I was being sarcastic. 

I feel sure the father will have no trouble at all turning his minor child into a US citizen in order to claim US refundable tax credits.


----------



## underation (Oct 25, 2018)

underation said:


> I was being sarcastic.
> 
> I feel sure the father will have no trouble at all turning his minor child into a US citizen in order to claim US refundable tax credits.


Interestingly, however, Wikipedia says:



> The voluntary acquisition of a non-EU or non-Swiss citizenship without permission usually means the automatic loss of the German citizenship.


Wikipedia articles aren’t always correct, of course, and there’s no mention in the Wikipedia article about if what happens to a minor child’s German citizenship if a second citizenship is acquired “for her” while she is still a child.

Another question that occurs to me: who would be responsible for reporting the ACTC income to the German tax agency - the child? or the father?


----------



## Nononymous (Jul 12, 2011)

If the daughter is 14 already, there's not going to be that many years to collect the ACTC, and it won't be free or simple to obtain US citizenship for her (the process involves a trip to the US). So really there's no money to be made here.

In which case, the father should ask if it's really in his interest to enter the US tax system at this point in time. I would say no bloody way, but that's just me. Presumably if he "has never lived in the US" then he was born in Germany and has no difficulty evading FATCA reporting, and no reason to inflict US tax obligations upon himself.

And one should also ask whether it's in the daughter's interest to acquire US citizenship (or to have US citizenship acquired for her). She's old enough to have a say in the matter. With German citizenship and birthplace she will of course be completely insulated from tax and FATCA problems if she knows to never disclose her status as a US person, but by giving her citizenship now the parents are essentially presenting her with the choice between tax compliance and lying to banks unless she wished to subsequently renounce.

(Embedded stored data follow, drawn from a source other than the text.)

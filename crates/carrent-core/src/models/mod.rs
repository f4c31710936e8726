//! Domain models for the Carrent marketplace
//!
//! This module contains all the core domain models used throughout the application.

pub mod booking;
pub mod payment;
pub mod pricing;
pub mod user;
pub mod vehicle;

pub use booking::{
    BookedRange, Booking, BookingStatus, DateRange, NewBooking, PaymentMethod, PaymentStatus,
};
pub use payment::{ChargeStatus, NewPayment, Payment};
pub use pricing::PricingBreakdown;
pub use user::{Actor, NotificationKind, UserRole};
pub use vehicle::{UnavailableReason, Vehicle, VehicleStatus};
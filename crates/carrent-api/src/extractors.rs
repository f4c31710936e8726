//! Extractor configuration
//!
//! Bodies and query strings that fail to deserialize are reported as
//! `validation_failed` (422) with the standard error body. The serde message
//! is logged, not returned.

use actix_web::error::{JsonPayloadError, QueryPayloadError};
use actix_web::{web, HttpRequest};
use carrent_core::AppError;
use tracing::debug;

/// JSON body limit for booking requests
const JSON_LIMIT_BYTES: usize = 64 * 1024;

pub fn json_config() -> web::JsonConfig {
    web::JsonConfig::default()
        .limit(JSON_LIMIT_BYTES)
        .error_handler(json_error)
}

pub fn query_config() -> web::QueryConfig {
    web::QueryConfig::default().error_handler(query_error)
}

fn json_error(err: JsonPayloadError, req: &HttpRequest) -> actix_web::Error {
    debug!(path = %req.path(), error = %err, "Rejected request body");

    let message = match &err {
        JsonPayloadError::Deserialize(e) if e.is_data() => {
            "Request body has an invalid field value (dates are YYYY-MM-DD calendar days)"
        }
        JsonPayloadError::Deserialize(_) => "Request body is not valid JSON",
        JsonPayloadError::ContentType => "Request body must be application/json",
        JsonPayloadError::Overflow { .. } | JsonPayloadError::OverflowKnownLength { .. } => {
            "Request body is too large"
        }
        _ => "Request body could not be read",
    };

    AppError::Validation(message.to_string()).into()
}

fn query_error(err: QueryPayloadError, req: &HttpRequest) -> actix_web::Error {
    debug!(path = %req.path(), error = %err, "Rejected query string");
    AppError::Validation("Query parameters are malformed (dates are YYYY-MM-DD calendar days)".to_string())
        .into()
}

Personally I'm not a big fan of inflicting US citizenship on a child so that someone can collect a small amount of money from the US government. It strikes me as being greedy and short-sighted. And given the daughter's age it would be a very small amount of money.


----------



## Alltimegreat1 (Feb 25, 2015)

The daughter is 4 years old.

She will not lose her German citizenship by obtaining US citizenship.

Your advice is for him to neglect his FBAR, FATCA, tax reporting obligations since you believe the likelihood of him ever getting caught is very low, right?

Regardless of the likelihood of getting caught, failure to report is a crime, and who knows how sophisticated the IRS could get in the future at cracking down on US persons abroad with virtually no connections to the US. I think his daughter would still qualify as a US person for tax purposes even if she never obtains US citizenship.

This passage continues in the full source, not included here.